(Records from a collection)
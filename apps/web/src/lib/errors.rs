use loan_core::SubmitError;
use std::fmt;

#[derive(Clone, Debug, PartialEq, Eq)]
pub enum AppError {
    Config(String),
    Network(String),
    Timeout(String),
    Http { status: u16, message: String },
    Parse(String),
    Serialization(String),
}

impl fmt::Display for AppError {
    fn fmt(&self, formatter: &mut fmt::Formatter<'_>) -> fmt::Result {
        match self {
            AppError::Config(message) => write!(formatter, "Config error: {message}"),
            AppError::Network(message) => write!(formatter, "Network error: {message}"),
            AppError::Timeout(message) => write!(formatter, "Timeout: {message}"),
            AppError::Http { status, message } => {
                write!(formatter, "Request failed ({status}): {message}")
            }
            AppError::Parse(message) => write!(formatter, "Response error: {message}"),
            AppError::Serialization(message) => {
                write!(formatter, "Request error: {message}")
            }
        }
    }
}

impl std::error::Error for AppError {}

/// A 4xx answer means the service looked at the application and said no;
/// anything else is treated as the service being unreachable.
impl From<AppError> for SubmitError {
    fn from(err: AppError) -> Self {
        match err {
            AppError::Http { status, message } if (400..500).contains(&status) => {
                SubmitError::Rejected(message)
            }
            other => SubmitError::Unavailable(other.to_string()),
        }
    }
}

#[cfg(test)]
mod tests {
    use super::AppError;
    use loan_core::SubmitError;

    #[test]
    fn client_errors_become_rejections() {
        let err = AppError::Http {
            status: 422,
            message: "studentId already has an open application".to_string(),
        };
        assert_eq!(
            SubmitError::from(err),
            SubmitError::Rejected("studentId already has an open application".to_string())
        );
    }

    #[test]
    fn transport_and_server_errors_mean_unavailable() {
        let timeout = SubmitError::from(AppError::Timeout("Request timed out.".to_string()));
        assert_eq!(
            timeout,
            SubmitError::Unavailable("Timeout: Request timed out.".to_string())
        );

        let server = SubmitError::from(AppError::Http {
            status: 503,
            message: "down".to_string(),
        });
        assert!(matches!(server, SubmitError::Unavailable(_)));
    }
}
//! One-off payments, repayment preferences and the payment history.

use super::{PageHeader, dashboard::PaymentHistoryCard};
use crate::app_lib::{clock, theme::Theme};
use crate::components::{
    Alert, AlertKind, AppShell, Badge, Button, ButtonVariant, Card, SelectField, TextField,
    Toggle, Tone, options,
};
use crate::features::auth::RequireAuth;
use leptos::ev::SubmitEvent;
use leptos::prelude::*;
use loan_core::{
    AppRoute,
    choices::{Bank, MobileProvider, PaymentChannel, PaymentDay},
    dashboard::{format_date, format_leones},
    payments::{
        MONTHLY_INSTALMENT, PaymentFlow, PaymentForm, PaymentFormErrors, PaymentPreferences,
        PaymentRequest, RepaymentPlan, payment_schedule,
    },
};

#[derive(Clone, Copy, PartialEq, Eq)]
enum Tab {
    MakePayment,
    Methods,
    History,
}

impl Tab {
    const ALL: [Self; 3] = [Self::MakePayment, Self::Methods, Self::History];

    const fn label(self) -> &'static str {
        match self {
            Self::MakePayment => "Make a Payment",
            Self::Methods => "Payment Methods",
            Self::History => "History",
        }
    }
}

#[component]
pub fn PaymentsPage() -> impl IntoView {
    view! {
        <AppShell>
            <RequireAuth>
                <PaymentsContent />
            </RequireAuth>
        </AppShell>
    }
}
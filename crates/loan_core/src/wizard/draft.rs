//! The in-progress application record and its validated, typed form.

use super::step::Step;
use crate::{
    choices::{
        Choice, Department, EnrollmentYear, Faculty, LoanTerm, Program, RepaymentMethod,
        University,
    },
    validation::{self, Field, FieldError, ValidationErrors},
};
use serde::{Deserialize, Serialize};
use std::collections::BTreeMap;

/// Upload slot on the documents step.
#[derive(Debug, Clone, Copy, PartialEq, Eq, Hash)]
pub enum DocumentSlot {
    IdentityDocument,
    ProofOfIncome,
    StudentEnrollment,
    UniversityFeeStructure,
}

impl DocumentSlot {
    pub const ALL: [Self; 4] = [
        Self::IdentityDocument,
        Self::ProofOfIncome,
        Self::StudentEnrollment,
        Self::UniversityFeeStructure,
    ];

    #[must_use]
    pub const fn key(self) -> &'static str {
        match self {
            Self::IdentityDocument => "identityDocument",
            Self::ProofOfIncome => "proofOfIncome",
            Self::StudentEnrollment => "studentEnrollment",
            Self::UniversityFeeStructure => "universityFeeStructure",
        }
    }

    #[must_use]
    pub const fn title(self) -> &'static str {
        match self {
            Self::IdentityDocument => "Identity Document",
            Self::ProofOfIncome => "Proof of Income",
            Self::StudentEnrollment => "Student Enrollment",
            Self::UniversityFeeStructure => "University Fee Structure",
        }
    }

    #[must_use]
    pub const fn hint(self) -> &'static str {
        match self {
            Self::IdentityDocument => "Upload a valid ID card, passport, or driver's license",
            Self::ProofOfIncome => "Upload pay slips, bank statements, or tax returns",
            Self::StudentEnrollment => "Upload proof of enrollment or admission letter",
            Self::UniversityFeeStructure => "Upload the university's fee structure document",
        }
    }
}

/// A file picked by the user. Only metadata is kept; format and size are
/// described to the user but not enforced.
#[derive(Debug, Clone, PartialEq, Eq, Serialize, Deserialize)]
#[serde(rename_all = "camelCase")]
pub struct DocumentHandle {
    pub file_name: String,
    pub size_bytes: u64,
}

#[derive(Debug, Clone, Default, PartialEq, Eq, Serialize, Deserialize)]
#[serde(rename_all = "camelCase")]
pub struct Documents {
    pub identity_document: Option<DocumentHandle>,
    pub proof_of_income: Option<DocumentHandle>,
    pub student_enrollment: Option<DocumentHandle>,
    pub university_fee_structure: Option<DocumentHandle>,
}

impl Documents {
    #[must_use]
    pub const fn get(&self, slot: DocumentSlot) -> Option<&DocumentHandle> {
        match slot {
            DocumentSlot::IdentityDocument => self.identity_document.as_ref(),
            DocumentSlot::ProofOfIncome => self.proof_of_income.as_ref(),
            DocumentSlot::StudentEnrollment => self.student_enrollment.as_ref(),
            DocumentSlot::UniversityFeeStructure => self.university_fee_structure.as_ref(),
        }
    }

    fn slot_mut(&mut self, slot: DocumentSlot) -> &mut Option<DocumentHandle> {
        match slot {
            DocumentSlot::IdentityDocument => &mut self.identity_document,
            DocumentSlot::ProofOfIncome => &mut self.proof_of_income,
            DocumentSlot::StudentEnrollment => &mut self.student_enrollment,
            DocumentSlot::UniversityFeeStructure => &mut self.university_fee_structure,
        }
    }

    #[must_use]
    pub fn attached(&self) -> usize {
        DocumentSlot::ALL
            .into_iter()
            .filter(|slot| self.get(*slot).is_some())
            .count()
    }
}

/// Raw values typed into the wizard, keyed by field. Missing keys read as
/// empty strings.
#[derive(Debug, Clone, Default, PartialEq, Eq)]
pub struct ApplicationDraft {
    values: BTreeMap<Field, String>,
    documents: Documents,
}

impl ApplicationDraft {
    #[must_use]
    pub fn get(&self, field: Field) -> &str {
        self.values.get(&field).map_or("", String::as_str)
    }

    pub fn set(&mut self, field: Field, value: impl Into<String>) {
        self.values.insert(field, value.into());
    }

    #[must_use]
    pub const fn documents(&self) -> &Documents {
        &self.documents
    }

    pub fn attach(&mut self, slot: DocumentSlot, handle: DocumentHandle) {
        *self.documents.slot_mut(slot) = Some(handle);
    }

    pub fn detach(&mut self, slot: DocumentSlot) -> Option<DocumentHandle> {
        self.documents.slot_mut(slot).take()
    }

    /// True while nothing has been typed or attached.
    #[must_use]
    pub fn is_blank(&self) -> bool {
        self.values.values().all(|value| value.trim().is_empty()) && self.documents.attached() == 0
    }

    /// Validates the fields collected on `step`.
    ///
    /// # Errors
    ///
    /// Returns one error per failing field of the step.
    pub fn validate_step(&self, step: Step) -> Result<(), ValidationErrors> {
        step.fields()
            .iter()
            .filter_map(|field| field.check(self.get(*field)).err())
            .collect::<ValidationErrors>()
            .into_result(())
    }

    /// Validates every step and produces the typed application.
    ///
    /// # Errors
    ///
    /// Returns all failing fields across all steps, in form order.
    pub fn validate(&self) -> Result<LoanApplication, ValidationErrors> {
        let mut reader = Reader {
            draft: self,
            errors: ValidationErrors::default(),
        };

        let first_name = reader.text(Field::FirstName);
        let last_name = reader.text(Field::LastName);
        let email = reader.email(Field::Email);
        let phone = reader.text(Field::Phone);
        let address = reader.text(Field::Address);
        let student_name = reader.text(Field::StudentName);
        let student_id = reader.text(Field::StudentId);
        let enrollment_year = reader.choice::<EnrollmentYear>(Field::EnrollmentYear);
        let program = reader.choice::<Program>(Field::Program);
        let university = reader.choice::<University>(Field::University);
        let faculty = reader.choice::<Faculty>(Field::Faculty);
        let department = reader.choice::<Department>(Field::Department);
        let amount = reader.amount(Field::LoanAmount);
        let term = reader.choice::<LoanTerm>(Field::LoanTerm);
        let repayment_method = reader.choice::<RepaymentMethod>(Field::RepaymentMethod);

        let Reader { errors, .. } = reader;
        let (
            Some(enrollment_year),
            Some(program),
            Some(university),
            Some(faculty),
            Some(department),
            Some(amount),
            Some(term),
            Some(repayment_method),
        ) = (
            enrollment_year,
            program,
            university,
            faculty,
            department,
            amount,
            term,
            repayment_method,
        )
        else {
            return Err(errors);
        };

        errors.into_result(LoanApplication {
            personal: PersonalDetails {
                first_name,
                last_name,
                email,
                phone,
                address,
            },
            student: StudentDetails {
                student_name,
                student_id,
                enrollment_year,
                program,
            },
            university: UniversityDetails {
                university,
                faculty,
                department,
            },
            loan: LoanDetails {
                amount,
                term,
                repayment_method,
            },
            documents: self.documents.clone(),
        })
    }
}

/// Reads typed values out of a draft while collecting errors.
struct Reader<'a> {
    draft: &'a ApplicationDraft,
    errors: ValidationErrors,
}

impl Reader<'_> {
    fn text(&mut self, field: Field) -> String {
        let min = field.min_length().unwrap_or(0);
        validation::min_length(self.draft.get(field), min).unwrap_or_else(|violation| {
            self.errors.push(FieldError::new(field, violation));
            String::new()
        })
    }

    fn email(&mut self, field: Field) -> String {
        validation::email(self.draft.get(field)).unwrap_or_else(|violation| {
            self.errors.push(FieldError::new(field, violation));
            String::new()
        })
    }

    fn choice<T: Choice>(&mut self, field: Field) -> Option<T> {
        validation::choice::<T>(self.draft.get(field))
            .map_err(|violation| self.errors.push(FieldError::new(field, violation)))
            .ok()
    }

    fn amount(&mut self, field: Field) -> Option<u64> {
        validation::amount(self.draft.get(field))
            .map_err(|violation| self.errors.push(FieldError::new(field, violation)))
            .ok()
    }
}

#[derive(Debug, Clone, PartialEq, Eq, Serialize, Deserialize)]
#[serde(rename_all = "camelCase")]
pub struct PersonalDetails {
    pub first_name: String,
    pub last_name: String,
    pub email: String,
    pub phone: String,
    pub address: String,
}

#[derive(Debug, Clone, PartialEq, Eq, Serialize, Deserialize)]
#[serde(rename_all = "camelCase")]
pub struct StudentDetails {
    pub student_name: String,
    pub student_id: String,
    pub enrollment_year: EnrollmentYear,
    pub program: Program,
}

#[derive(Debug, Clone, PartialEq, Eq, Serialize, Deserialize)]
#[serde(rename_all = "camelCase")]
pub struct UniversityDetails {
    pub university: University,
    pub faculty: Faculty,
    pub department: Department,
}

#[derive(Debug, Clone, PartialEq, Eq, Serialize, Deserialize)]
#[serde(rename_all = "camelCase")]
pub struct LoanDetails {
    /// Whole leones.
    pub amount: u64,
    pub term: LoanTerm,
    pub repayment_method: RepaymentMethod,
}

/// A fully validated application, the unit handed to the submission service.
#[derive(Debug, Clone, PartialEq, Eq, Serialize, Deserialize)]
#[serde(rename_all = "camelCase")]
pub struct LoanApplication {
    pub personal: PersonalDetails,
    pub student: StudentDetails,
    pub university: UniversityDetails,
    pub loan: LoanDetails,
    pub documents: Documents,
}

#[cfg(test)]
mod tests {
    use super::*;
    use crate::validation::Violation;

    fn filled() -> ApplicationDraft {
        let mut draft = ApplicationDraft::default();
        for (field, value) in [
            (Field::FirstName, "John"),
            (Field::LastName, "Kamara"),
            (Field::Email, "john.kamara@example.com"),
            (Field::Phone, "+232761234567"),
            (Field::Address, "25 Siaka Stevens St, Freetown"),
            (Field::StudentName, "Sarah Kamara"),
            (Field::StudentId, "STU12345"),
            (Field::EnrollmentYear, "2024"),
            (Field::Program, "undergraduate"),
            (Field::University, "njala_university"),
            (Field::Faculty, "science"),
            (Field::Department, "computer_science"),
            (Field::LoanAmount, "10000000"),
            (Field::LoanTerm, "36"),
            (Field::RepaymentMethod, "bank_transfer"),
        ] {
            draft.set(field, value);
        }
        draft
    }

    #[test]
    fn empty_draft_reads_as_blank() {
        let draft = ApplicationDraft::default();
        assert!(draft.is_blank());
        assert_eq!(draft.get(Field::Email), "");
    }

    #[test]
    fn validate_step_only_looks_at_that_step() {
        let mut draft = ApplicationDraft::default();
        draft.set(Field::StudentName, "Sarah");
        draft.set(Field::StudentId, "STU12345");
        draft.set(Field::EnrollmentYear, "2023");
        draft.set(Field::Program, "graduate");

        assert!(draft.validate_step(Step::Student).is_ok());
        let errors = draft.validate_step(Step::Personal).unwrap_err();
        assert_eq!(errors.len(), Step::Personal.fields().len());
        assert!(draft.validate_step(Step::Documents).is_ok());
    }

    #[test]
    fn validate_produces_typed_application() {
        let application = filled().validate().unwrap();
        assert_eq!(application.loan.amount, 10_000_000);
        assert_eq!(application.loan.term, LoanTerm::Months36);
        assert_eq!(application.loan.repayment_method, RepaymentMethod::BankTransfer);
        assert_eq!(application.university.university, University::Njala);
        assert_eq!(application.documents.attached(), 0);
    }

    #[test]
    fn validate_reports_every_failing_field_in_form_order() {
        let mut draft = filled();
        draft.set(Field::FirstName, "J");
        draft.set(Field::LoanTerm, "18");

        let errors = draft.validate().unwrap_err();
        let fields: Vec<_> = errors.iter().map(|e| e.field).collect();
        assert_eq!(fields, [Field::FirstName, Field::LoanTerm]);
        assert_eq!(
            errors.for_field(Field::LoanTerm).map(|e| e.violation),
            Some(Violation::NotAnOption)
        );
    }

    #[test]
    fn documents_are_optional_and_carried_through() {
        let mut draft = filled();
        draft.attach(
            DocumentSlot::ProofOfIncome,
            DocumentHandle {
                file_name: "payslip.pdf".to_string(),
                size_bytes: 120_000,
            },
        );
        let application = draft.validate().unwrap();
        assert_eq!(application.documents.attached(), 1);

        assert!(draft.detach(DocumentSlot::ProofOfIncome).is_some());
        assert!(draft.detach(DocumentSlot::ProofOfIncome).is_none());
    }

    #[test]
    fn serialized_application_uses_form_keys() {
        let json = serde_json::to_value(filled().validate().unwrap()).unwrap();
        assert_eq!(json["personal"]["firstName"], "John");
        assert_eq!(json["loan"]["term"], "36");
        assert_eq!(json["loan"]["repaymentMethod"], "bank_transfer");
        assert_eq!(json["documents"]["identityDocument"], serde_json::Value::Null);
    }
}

Assignment
State the number of lines in the records that include the word "DocumentHandle", and add nothing to it.

Result of the task
10